Task prompt: Below is a listing. Write out exactly its lines between the one holding "use crate::util::auth::AppRoute;" and the one holding "let listener = session.events().subscribe(move", inclusive.
>>>
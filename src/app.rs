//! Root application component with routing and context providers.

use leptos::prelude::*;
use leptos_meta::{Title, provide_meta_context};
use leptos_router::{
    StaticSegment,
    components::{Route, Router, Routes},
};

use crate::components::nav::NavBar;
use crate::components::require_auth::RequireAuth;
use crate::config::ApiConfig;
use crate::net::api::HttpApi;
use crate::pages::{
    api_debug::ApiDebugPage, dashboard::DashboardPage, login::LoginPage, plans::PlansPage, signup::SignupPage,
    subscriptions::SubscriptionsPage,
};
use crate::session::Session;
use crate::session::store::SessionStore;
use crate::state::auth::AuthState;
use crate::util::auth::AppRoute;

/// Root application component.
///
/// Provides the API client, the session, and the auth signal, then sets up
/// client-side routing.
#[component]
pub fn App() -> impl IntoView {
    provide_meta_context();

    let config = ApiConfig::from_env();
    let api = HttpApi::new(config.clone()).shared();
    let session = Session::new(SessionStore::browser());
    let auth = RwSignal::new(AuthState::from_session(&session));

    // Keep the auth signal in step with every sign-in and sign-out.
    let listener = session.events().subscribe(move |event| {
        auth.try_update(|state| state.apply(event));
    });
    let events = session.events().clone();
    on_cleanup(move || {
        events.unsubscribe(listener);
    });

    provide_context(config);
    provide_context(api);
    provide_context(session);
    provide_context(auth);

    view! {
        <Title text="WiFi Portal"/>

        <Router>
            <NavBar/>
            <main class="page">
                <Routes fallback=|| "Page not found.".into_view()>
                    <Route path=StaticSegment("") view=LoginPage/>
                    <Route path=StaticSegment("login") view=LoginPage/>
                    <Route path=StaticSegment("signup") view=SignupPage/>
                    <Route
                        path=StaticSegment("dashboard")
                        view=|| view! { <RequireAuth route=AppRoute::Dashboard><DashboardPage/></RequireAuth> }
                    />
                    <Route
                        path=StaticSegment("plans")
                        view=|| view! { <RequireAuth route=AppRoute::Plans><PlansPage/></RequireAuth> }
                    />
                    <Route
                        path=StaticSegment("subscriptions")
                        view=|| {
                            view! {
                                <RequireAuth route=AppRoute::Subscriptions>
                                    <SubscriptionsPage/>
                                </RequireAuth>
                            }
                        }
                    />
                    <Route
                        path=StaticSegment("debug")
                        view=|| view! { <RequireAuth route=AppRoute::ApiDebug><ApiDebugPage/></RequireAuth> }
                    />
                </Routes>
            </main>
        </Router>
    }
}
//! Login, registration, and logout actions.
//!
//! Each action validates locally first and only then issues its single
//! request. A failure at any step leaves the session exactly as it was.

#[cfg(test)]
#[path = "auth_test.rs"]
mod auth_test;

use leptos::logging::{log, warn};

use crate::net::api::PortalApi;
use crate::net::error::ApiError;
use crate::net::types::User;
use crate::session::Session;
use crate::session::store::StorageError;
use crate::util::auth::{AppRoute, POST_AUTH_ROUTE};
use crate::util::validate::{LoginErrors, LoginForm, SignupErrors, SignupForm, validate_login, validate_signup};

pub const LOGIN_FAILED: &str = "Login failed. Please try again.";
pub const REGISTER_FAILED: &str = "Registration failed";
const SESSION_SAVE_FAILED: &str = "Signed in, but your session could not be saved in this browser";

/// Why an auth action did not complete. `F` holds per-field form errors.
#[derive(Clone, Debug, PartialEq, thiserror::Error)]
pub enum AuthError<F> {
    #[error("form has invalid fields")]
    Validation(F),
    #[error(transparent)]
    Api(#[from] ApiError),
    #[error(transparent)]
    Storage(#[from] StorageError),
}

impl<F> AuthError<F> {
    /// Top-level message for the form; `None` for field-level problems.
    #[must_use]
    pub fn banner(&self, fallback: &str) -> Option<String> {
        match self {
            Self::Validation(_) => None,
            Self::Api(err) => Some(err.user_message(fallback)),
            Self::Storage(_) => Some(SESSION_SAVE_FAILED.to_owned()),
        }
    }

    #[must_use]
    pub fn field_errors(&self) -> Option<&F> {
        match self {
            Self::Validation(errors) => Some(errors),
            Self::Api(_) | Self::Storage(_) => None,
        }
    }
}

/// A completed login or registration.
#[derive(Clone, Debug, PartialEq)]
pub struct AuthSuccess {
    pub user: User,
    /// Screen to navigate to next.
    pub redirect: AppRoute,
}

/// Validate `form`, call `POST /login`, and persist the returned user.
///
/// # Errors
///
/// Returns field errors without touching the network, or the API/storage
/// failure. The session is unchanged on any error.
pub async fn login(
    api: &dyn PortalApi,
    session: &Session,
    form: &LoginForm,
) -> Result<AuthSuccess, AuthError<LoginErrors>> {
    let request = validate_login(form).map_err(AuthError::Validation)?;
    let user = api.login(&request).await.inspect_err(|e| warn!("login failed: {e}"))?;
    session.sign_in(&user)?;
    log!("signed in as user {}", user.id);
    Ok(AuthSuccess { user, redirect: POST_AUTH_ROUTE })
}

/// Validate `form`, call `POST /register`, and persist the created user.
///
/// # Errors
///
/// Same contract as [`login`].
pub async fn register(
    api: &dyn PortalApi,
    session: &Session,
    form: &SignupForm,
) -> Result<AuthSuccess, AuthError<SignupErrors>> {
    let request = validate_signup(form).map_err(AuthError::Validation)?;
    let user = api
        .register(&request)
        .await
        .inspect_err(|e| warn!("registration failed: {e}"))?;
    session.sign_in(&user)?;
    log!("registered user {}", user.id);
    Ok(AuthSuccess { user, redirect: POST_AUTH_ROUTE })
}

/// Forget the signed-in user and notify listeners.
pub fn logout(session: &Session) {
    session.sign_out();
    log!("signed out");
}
<<<
Solution:
use crate::util::auth::AppRoute;

/// Root application component.
///
/// Provides the API client, the session, and the auth signal, then sets up
/// client-side routing.
#[component]
pub fn App() -> impl IntoView {
    provide_meta_context();

    let config = ApiConfig::from_env();
    let api = HttpApi::new(config.clone()).shared();
    let session = Session::new(SessionStore::browser());
    let auth = RwSignal::new(AuthState::from_session(&session));

    // Keep the auth signal in step with every sign-in and sign-out.
    let listener = session.events().subscribe(move |event| {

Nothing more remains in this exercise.